Non li leggono, perché hanno altro da fare: ma, se li leggessero, i soldati israeliani apprenderebbero dai giornali della stampa umanitaria di aver ucciso deliberatamente tutti quei civili, migliaia di civili, decine di migliaia di civili. Apprenderebbero che da dieci mesi stanno combattendo contro un esercito di malati, di bambini, di donne gravide, gli obiettivi del programma di sterminio che il loro governo di nazisti li ha officiati a perpetrare contro il diritto internazionale, contro le convenzioni umanitarie e nonostante l’indignazione planetaria calpestata dai loro scarponi tra le macerie delle scuole e degli ospedali rasi al suolo.
Hanno altro da fare, quei soldati. Non hanno tempo, né modo, di leggersi nei racconti che li fanno esecutori del genocidio. C’è la vita, a togliere loro il tempo e il modo di vedersi raccontati così.

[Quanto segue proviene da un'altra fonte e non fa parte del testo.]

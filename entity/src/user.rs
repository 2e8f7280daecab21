//! Staff account entity.
//!
//! One row per staff member who has logged in through Discord. The
//! `minecraft_name` column binds the member's in-game display name to this
//! account and is the lookup key for salary identity resolution; it is
//! compared case-insensitively and may be unset until the member links it.

use sea_orm::entity::prelude::*;

#[derive(Clone, Debug, PartialEq, DeriveEntityModel)]
#[sea_orm(table_name = "user")]
pub struct Model {
    #[sea_orm(primary_key, auto_increment = false)]
    pub discord_id: String,
    pub name: String,
    pub minecraft_name: Option<String>,
    pub created_at: DateTimeUtc,
}

#[derive(Copy, Clone, Debug, EnumIter, DeriveRelation)]
pub enum Relation {
    #[sea_orm(has_one = "super::wallet::Entity")]
    Wallet,
    #[sea_orm(has_many = "super::wallet_transaction::Entity")]
    WalletTransaction,
}

impl Related<super::wallet::Entity> for Entity {
    fn to() -> RelationDef {
        Relation::Wallet.def()
    }
}

impl Related<super::wallet_transaction::Entity> for Entity {
    fn to() -> RelationDef {
        Relation::WalletTransaction.def()
    }
}

impl ActiveModelBehavior for ActiveModel {}
use crate::server::{data::job_state::JobStateRepository, error::AppError};
use test_utils::builder::TestBuilder;

mod get;
mod set;
//! Moderator anti-cheat check log.
//!
//! Rows are written by the anti-cheat plugin on the game server; this
//! application only reads them. The `date` column is both the ordering key
//! and the row's identity, so it doubles as the primary key.

use sea_orm::entity::prelude::*;

#[derive(Clone, Debug, PartialEq, DeriveEntityModel)]
#[sea_orm(table_name = "check_log")]
pub struct Model {
    #[sea_orm(primary_key, auto_increment = false)]
    pub date: DateTimeUtc,
    pub checker_name: String,
    pub target_name: String,
    pub check_type: String,
}

#[derive(Copy, Clone, Debug, EnumIter, DeriveRelation)]
pub enum Relation {}

impl ActiveModelBehavior for ActiveModel {}
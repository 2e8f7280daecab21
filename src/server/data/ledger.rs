//! Read-only repository over the moderation plugin's punishment ledger.
//!
//! The ledger database belongs to the moderation plugin on the game server.
//! This repository only ever reads from it: incremental fetches for the salary
//! job and per-player lookups for the punishment viewer. Times in the ledger
//! are unix milliseconds.

use sea_orm::{
    sea_query::{Expr, ExprTrait, Func},
    ColumnTrait, DatabaseConnection, EntityTrait, QueryFilter, QueryOrder, QuerySelect,
};

use crate::server::{
    error::AppError,
    model::{
        punishment::{Ban, Mute},
        salary::LedgerEntry,
    },
};

pub struct LedgerRepository<'a> {
    db: &'a DatabaseConnection,
}

impl<'a> LedgerRepository<'a> {
    pub fn new(db: &'a DatabaseConnection) -> Self {
        Self { db }
    }

    /// Fetches bans past the cursor, oldest first.
    ///
    /// Only rows with `id > cursor_id` and `time >= cutoff_millis` are
    /// returned, capped at `limit`. The cutoff filter holds even when the
    /// cursor is reset, so pre-cutoff history can never be fetched.
    ///
    /// # Returns
    /// - `Ok(Vec<LedgerEntry>)` - Matching rows in ascending id order
    /// - `Err(AppError)` - Database error during query
    pub async fn fetch_bans_after(
        &self,
        cursor_id: i64,
        cutoff_millis: i64,
        limit: u64,
    ) -> Result<Vec<LedgerEntry>, AppError> {
        let entities = entity::prelude::Ban::find()
            .filter(entity::ban::Column::Id.gt(cursor_id))
            .filter(entity::ban::Column::Time.gte(cutoff_millis))
            .order_by_asc(entity::ban::Column::Id)
            .limit(limit)
            .all(self.db)
            .await?;

        Ok(entities.into_iter().map(LedgerEntry::from_ban).collect())
    }

    /// Fetches mutes past the cursor, oldest first.
    ///
    /// Same contract as [`Self::fetch_bans_after`].
    pub async fn fetch_mutes_after(
        &self,
        cursor_id: i64,
        cutoff_millis: i64,
        limit: u64,
    ) -> Result<Vec<LedgerEntry>, AppError> {
        let entities = entity::prelude::Mute::find()
            .filter(entity::mute::Column::Id.gt(cursor_id))
            .filter(entity::mute::Column::Time.gte(cutoff_millis))
            .order_by_asc(entity::mute::Column::Id)
            .limit(limit)
            .all(self.db)
            .await?;

        Ok(entities.into_iter().map(LedgerEntry::from_mute).collect())
    }

    /// Finds the id of the first ban at or after the cutoff instant.
    ///
    /// Used once per source to seed the cursor to "one before" the first
    /// payable row.
    ///
    /// # Returns
    /// - `Ok(Some(id))` - The first payable ban's id
    /// - `Ok(None)` - No ban at or after the cutoff exists yet
    /// - `Err(AppError)` - Database error during query
    pub async fn first_ban_id_at_or_after(
        &self,
        cutoff_millis: i64,
    ) -> Result<Option<i64>, AppError> {
        let entity = entity::prelude::Ban::find()
            .filter(entity::ban::Column::Time.gte(cutoff_millis))
            .order_by_asc(entity::ban::Column::Id)
            .one(self.db)
            .await?;

        Ok(entity.map(|ban| ban.id))
    }

    /// Finds the id of the first mute at or after the cutoff instant.
    ///
    /// Same contract as [`Self::first_ban_id_at_or_after`].
    pub async fn first_mute_id_at_or_after(
        &self,
        cutoff_millis: i64,
    ) -> Result<Option<i64>, AppError> {
        let entity = entity::prelude::Mute::find()
            .filter(entity::mute::Column::Time.gte(cutoff_millis))
            .order_by_asc(entity::mute::Column::Id)
            .one(self.db)
            .await?;

        Ok(entity.map(|mute| mute.id))
    }

    /// Gets every ban ever issued against a player, newest first.
    ///
    /// The player name comparison is case-insensitive.
    pub async fn get_bans_for_player(&self, player: &str) -> Result<Vec<Ban>, AppError> {
        let entities = entity::prelude::Ban::find()
            .filter(
                Expr::expr(Func::lower(Expr::col(entity::ban::Column::Name)))
                    .eq(player.to_lowercase()),
            )
            .order_by_desc(entity::ban::Column::Time)
            .all(self.db)
            .await?;

        entities.into_iter().map(Ban::from_entity).collect()
    }

    /// Gets every mute ever issued against a player, newest first.
    ///
    /// The player name comparison is case-insensitive.
    pub async fn get_mutes_for_player(&self, player: &str) -> Result<Vec<Mute>, AppError> {
        let entities = entity::prelude::Mute::find()
            .filter(
                Expr::expr(Func::lower(Expr::col(entity::mute::Column::Name)))
                    .eq(player.to_lowercase()),
            )
            .order_by_desc(entity::mute::Column::Time)
            .all(self.db)
            .await?;

        entities.into_iter().map(Mute::from_entity).collect()
    }
}
pub use super::ban::Entity as Ban;
pub use super::check_log::Entity as CheckLog;
pub use super::job_state::Entity as JobState;
pub use super::mute::Entity as Mute;
pub use super::payout_command::Entity as PayoutCommand;
pub use super::user::Entity as User;
pub use super::wallet::Entity as Wallet;
pub use super::wallet_transaction::Entity as WalletTransaction;
//! Check-log factory for seeding anti-cheat checks.

use crate::factory::helpers::next_id;
use chrono::{DateTime, Utc};
use sea_orm::{ActiveModelTrait, ActiveValue, DatabaseConnection, DbErr};

/// Factory for creating test check-log rows with customizable fields.
///
/// The `date` column is the row's identity, so tests that insert several
/// checks must give each a distinct date.
pub struct CheckLogFactory<'a> {
    db: &'a DatabaseConnection,
    date: DateTime<Utc>,
    checker_name: String,
    target_name: String,
    check_type: String,
}

impl<'a> CheckLogFactory<'a> {
    /// Creates a new CheckLogFactory with default values.
    ///
    /// Defaults:
    /// - date: now
    /// - checker_name: `"Moderator {id}"`
    /// - target_name: `"Player {id}"`
    /// - check_type: `"xray"`
    pub fn new(db: &'a DatabaseConnection) -> Self {
        let id = next_id();
        Self {
            db,
            date: Utc::now(),
            checker_name: format!("Moderator {}", id),
            target_name: format!("Player {}", id),
            check_type: "xray".to_string(),
        }
    }

    /// Overrides the check's date (its identity).
    pub fn date(mut self, date: DateTime<Utc>) -> Self {
        self.date = date;
        self
    }

    /// Overrides the moderator who ran the check.
    pub fn checker(mut self, name: &str) -> Self {
        self.checker_name = name.to_string();
        self
    }

    /// Overrides the checked player.
    pub fn target(mut self, name: &str) -> Self {
        self.target_name = name.to_string();
        self
    }

    /// Overrides the check type.
    pub fn check_type(mut self, check_type: &str) -> Self {
        self.check_type = check_type.to_string();
        self
    }

    /// Inserts the check and returns the persisted entity model.
    pub async fn build(self) -> Result<entity::check_log::Model, DbErr> {
        entity::check_log::ActiveModel {
            date: ActiveValue::Set(self.date),
            checker_name: ActiveValue::Set(self.checker_name),
            target_name: ActiveValue::Set(self.target_name),
            check_type: ActiveValue::Set(self.check_type),
        }
        .insert(self.db)
        .await
    }
}
use sea_orm_migration::{prelude::*, schema::*};

#[derive(DeriveMigrationName)]
pub struct Migration;

#[async_trait::async_trait]
impl MigrationTrait for Migration {
    async fn up(&self, manager: &SchemaManager) -> Result<(), DbErr> {
        manager
            .create_table(
                Table::create()
                    .table(JobState::Table)
                    .if_not_exists()
                    .col(string(JobState::Key).primary_key())
                    .col(string(JobState::Value))
                    .to_owned(),
            )
            .await
    }

    async fn down(&self, manager: &SchemaManager) -> Result<(), DbErr> {
        manager
            .drop_table(Table::drop().table(JobState::Table).to_owned())
            .await
    }
}

#[derive(DeriveIden)]
pub enum JobState {
    Table,
    Key,
    Value,
}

C’è la vita che fronteggia l’altrui brama di morte, coltivata da quelli che offrono paradiso ai martiri fanciulli e vitalizio alle loro famiglie. C’è la realtà. La realtà anche più oscena di quella raccontata, che li vuole esecutori del piano stragista per placare la voglia di sangue e vendetta dell’Entità sionista.
È la realtà più oscena di quell’Rpg che sbuca e spara dalla finestra della cameretta, da dove viene il pianto di un bambino. La realtà più oscena di un piccolo fronte di madri bardate di nero che si sgrana davanti ai soldati, e da cui filtrano le canne di tre Kalashnikov in mano a ragazzini. La realtà più oscena delle esche umane – donne, vecchi, bambini – usate per tranquillizzare il passaggio di quei soldati su un’aia minata. La realtà più oscena delle file di casse piene di granate a far da corridoio nelle corsie dei reparti medici.
Non c’è quest’altra realtà sui giornali che deplorano l’uccisione dei civili condannando la ferocia di chi ne fa strage deliberata. C’è quella del crimine israeliano equiparato a quello degli utilizzatori finali dell’infanzia di Gaza. E anzi nemmeno equiparato, perché da quella medesima stampa – a volte in modo soltanto obliquo, a volte in modo completamente disinibito – la militanza genocidiaria delle belve del 7 ottobre è elevata al rango poetico e legittimo della valentìa resistenziale. C’è un’atrocità supplementare nell’atroce guerra di Gaza: la verità umanitaria che pretende di raccontarla.